◆ **Your task**:
How many lines in the listing include the string "filename"? Reply with the number alone.

[Available data Boundary: Start]

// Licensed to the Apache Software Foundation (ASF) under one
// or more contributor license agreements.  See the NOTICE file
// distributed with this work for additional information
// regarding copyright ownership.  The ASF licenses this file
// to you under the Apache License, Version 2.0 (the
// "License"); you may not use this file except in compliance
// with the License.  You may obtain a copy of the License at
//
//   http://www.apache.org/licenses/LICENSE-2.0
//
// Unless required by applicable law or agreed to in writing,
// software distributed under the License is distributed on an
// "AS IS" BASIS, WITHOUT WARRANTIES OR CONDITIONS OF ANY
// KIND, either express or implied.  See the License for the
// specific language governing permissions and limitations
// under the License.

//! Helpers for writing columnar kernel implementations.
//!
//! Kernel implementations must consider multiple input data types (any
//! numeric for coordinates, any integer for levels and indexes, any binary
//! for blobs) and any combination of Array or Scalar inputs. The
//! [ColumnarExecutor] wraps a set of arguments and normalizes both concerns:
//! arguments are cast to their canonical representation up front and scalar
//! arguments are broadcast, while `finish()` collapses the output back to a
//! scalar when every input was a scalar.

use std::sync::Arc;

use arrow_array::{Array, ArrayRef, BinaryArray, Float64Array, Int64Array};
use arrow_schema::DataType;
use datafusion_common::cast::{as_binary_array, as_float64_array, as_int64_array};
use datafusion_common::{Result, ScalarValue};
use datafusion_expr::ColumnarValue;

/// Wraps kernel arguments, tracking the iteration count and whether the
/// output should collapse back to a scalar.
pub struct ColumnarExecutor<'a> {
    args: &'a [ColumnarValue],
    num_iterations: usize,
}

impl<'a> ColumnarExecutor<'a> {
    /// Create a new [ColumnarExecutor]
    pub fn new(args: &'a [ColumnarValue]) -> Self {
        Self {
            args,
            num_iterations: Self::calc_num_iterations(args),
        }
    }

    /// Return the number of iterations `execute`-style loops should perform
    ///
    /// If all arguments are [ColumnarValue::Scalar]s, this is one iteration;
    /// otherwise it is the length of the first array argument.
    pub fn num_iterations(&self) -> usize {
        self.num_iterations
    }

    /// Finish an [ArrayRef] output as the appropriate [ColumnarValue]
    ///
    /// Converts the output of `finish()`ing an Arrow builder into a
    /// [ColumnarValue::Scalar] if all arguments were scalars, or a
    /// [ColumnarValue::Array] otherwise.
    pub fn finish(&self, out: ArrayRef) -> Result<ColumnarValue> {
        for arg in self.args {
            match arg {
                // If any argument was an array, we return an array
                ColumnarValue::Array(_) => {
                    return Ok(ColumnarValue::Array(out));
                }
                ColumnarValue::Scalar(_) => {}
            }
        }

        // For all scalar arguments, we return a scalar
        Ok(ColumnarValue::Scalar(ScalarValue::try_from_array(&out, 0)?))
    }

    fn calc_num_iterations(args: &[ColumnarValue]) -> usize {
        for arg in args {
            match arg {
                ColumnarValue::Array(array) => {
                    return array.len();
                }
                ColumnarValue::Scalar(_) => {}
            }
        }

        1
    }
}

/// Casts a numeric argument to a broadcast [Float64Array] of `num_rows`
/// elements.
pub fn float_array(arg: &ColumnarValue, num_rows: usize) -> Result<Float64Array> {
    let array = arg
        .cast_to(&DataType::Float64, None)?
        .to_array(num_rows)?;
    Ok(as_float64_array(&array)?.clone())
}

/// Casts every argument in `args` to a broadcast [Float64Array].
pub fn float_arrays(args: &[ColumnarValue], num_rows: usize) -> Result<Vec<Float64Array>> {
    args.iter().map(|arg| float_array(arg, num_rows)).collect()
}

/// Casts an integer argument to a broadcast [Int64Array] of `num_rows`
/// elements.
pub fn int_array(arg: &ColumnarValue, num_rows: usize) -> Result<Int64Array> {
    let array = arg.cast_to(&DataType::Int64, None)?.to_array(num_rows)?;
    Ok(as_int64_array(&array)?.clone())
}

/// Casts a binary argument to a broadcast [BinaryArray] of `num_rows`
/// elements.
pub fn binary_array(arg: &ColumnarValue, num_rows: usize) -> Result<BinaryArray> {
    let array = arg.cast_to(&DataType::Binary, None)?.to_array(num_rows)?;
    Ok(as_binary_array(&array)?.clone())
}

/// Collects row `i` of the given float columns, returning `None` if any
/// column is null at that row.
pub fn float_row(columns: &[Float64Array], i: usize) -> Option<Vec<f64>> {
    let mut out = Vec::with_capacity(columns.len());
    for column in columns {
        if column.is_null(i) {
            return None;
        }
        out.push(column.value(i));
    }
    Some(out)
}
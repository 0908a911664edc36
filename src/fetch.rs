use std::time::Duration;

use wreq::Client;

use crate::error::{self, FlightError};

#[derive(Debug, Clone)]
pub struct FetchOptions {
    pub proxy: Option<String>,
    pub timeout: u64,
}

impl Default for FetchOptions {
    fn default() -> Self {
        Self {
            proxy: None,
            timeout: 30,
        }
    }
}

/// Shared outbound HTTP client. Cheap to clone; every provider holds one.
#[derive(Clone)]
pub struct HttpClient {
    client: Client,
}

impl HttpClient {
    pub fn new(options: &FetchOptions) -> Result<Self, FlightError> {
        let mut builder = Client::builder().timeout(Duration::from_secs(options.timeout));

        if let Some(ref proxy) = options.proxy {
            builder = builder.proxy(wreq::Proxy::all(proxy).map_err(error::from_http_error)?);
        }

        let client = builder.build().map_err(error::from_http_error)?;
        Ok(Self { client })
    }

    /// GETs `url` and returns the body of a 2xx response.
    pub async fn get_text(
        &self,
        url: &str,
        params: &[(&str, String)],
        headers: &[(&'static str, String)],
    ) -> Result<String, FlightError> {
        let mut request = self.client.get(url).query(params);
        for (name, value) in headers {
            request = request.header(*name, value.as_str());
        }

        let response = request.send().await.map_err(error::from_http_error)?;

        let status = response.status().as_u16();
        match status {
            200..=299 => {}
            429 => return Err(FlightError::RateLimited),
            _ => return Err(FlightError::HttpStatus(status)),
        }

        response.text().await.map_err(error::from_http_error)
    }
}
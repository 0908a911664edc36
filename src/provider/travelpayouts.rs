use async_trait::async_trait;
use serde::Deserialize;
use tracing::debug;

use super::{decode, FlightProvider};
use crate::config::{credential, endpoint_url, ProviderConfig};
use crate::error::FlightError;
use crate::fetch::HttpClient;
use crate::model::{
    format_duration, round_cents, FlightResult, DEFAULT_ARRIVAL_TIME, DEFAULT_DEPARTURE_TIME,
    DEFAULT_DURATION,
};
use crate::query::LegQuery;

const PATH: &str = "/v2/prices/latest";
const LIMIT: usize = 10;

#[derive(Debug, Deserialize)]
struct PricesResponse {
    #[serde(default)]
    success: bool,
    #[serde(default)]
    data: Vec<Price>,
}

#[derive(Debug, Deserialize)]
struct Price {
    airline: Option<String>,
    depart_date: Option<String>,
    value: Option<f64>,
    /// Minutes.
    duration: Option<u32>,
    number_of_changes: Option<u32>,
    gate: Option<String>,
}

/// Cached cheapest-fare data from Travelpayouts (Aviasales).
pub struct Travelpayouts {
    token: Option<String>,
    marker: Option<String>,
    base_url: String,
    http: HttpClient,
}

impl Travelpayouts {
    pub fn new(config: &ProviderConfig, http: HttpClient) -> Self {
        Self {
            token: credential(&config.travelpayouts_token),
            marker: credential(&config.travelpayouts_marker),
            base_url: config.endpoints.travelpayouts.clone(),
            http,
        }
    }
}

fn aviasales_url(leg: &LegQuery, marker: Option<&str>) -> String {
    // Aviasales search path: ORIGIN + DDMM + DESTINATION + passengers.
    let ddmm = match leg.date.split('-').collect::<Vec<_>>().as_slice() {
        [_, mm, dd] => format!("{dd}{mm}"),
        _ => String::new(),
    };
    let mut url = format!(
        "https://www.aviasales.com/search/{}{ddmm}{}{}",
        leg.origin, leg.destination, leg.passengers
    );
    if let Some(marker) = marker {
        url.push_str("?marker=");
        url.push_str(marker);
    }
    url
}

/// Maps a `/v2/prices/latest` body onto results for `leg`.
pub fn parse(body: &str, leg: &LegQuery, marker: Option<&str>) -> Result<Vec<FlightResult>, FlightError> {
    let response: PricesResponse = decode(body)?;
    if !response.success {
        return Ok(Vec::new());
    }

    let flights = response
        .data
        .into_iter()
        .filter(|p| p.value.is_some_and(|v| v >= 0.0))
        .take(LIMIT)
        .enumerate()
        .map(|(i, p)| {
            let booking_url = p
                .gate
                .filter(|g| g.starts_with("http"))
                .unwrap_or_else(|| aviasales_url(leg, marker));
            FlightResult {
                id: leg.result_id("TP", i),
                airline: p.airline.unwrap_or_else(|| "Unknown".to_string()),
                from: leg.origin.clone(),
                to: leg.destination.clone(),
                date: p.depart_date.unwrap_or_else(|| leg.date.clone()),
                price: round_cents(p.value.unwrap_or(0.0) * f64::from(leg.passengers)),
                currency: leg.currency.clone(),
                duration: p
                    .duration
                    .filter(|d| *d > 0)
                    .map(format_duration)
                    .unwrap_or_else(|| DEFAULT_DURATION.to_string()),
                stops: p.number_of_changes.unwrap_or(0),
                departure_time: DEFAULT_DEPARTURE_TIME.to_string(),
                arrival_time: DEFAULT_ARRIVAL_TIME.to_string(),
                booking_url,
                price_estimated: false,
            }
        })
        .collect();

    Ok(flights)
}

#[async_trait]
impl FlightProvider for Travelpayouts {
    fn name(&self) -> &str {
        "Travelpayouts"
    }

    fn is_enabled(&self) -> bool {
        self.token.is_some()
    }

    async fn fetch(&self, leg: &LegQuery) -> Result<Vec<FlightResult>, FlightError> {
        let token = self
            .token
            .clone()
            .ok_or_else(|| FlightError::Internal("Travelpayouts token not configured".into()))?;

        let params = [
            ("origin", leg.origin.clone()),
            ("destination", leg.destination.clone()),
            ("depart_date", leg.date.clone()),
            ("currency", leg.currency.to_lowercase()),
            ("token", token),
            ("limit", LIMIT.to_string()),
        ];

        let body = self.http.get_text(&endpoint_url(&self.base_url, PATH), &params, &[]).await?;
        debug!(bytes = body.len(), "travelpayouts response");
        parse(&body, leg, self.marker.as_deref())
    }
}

[Available data Boundary: End]
[Available data Boundary: Start]

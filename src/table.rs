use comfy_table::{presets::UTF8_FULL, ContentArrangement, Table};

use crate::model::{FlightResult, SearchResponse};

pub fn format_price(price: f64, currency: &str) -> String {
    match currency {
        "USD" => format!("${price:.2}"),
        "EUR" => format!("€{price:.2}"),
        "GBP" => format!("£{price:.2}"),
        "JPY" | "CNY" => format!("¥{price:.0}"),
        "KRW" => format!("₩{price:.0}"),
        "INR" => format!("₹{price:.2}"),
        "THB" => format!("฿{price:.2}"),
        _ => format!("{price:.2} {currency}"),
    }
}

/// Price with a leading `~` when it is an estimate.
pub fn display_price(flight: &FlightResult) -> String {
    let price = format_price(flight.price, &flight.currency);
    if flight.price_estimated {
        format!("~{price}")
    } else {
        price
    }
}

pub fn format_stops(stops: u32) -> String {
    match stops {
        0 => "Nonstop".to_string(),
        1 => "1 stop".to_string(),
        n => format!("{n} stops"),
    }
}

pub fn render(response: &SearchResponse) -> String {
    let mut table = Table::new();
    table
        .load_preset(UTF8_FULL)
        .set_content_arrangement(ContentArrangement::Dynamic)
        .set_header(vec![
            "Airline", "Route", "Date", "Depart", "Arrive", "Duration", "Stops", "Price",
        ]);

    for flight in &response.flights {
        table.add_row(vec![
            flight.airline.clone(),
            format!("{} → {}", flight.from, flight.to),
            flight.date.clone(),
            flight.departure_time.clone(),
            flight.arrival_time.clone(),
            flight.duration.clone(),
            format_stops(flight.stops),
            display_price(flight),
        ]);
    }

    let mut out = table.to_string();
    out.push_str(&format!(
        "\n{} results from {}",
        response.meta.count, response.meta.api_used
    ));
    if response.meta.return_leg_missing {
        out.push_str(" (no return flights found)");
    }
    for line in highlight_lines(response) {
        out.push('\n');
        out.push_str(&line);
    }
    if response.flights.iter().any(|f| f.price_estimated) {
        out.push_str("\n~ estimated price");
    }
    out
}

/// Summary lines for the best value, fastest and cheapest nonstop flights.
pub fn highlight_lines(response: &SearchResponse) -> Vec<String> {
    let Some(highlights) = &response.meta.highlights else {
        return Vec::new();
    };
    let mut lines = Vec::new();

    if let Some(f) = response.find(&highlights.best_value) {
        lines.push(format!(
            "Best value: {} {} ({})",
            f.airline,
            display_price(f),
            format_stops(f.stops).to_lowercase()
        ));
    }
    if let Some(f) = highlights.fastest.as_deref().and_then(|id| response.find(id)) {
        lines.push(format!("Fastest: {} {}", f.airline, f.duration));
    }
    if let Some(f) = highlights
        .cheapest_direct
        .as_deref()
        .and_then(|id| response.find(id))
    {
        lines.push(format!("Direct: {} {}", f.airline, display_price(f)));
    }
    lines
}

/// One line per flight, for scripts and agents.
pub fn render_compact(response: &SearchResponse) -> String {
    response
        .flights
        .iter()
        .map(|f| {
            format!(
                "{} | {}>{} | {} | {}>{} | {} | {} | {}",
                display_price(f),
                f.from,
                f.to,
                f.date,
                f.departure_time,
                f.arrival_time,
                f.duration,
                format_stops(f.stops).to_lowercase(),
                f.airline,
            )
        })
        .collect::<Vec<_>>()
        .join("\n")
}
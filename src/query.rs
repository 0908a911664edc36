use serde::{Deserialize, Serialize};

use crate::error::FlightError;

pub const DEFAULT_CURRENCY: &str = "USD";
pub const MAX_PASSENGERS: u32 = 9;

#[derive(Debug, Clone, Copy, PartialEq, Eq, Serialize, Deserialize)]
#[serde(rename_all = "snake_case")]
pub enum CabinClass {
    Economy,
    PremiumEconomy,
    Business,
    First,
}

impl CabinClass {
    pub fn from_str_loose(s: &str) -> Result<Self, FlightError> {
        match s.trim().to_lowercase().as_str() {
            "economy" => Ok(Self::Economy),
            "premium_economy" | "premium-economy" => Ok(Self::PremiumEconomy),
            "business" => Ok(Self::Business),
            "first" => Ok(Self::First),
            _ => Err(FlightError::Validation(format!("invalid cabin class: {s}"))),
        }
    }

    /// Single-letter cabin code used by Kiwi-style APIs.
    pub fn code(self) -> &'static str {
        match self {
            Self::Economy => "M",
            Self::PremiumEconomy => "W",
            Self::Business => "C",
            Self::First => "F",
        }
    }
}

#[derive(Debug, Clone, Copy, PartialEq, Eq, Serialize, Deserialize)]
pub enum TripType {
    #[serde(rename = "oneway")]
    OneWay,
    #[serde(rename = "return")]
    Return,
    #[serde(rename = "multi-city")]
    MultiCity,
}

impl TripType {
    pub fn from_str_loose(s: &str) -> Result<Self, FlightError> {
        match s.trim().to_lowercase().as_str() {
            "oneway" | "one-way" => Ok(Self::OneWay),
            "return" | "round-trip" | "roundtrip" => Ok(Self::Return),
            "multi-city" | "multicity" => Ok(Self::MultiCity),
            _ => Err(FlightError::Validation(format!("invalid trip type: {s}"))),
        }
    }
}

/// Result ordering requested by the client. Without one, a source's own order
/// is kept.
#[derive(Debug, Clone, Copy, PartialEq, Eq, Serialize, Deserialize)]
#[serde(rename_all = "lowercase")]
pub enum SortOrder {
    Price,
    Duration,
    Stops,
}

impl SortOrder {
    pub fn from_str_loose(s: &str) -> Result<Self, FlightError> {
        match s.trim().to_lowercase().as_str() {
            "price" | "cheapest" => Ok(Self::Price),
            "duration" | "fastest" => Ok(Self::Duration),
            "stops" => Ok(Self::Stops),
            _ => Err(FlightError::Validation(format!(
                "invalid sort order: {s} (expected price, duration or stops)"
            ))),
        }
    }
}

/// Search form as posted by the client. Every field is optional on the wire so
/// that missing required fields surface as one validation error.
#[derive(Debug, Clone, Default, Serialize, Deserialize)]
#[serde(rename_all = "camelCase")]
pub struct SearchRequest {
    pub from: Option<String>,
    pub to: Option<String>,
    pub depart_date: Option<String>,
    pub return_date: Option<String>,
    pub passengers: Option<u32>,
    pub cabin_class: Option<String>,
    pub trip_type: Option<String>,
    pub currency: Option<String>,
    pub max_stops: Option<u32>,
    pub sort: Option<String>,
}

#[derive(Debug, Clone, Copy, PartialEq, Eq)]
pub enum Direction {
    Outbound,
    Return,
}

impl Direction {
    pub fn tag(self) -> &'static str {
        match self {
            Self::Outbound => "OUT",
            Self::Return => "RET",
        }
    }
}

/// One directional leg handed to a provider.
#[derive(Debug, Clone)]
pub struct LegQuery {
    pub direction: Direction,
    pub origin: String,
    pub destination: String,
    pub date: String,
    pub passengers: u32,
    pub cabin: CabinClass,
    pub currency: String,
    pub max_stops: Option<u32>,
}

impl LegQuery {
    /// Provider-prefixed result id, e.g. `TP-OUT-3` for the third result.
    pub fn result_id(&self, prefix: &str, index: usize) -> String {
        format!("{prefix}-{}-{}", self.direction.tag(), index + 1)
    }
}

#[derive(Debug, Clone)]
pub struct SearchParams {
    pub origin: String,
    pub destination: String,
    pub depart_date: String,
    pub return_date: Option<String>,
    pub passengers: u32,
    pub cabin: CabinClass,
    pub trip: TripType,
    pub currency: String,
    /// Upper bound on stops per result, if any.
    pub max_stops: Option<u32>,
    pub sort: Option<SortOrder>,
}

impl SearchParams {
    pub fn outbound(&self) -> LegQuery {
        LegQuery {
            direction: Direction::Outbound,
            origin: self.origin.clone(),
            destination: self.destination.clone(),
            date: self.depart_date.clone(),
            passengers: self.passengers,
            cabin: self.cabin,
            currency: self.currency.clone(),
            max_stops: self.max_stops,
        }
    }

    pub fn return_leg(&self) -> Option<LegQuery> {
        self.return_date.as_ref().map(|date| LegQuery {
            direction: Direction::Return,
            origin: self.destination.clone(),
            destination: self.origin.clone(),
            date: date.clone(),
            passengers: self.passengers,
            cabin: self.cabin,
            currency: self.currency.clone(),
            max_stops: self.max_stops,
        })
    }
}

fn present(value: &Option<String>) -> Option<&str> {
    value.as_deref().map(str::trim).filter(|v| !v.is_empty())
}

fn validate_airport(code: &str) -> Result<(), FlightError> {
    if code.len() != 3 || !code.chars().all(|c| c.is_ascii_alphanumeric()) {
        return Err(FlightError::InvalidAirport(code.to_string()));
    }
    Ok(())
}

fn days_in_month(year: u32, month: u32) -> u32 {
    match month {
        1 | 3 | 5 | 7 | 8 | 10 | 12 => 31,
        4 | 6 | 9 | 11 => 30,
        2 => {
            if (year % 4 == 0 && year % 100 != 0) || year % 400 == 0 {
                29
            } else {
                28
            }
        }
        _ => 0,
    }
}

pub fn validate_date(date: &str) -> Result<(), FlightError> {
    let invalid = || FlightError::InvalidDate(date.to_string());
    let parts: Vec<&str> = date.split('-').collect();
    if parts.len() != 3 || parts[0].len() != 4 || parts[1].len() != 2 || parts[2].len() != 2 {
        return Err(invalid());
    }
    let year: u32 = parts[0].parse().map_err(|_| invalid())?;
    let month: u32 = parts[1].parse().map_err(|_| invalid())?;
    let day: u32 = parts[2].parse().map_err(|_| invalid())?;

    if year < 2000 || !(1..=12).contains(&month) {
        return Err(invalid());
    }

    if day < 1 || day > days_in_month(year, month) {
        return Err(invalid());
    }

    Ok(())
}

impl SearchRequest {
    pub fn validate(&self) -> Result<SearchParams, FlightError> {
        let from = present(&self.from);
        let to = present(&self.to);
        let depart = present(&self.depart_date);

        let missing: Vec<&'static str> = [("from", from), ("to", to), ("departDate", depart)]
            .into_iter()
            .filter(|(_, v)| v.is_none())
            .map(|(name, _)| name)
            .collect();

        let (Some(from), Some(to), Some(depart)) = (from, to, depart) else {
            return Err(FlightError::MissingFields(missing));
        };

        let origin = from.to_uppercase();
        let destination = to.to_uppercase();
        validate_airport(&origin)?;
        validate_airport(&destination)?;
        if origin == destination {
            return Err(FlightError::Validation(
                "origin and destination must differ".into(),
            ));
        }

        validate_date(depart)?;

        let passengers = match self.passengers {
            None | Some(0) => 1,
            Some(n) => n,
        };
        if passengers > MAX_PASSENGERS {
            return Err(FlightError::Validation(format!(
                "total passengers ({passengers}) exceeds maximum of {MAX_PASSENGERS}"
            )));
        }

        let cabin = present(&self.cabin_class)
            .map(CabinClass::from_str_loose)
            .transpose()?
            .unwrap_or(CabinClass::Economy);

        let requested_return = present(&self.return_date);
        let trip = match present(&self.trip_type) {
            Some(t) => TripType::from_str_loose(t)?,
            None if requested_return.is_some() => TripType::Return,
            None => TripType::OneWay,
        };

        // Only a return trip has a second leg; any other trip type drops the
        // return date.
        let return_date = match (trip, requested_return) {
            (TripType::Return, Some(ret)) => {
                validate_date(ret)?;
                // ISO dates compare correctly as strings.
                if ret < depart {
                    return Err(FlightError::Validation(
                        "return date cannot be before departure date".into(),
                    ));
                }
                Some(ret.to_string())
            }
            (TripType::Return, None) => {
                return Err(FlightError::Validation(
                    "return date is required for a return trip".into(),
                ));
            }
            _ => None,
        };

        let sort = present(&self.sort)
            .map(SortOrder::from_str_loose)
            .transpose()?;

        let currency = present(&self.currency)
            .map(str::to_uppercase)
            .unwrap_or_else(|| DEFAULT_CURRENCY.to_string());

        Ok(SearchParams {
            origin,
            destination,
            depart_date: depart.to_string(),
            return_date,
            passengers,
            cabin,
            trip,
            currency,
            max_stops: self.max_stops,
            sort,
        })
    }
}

[Available data Boundary: End]

◆ **Answer to the exercise**:
4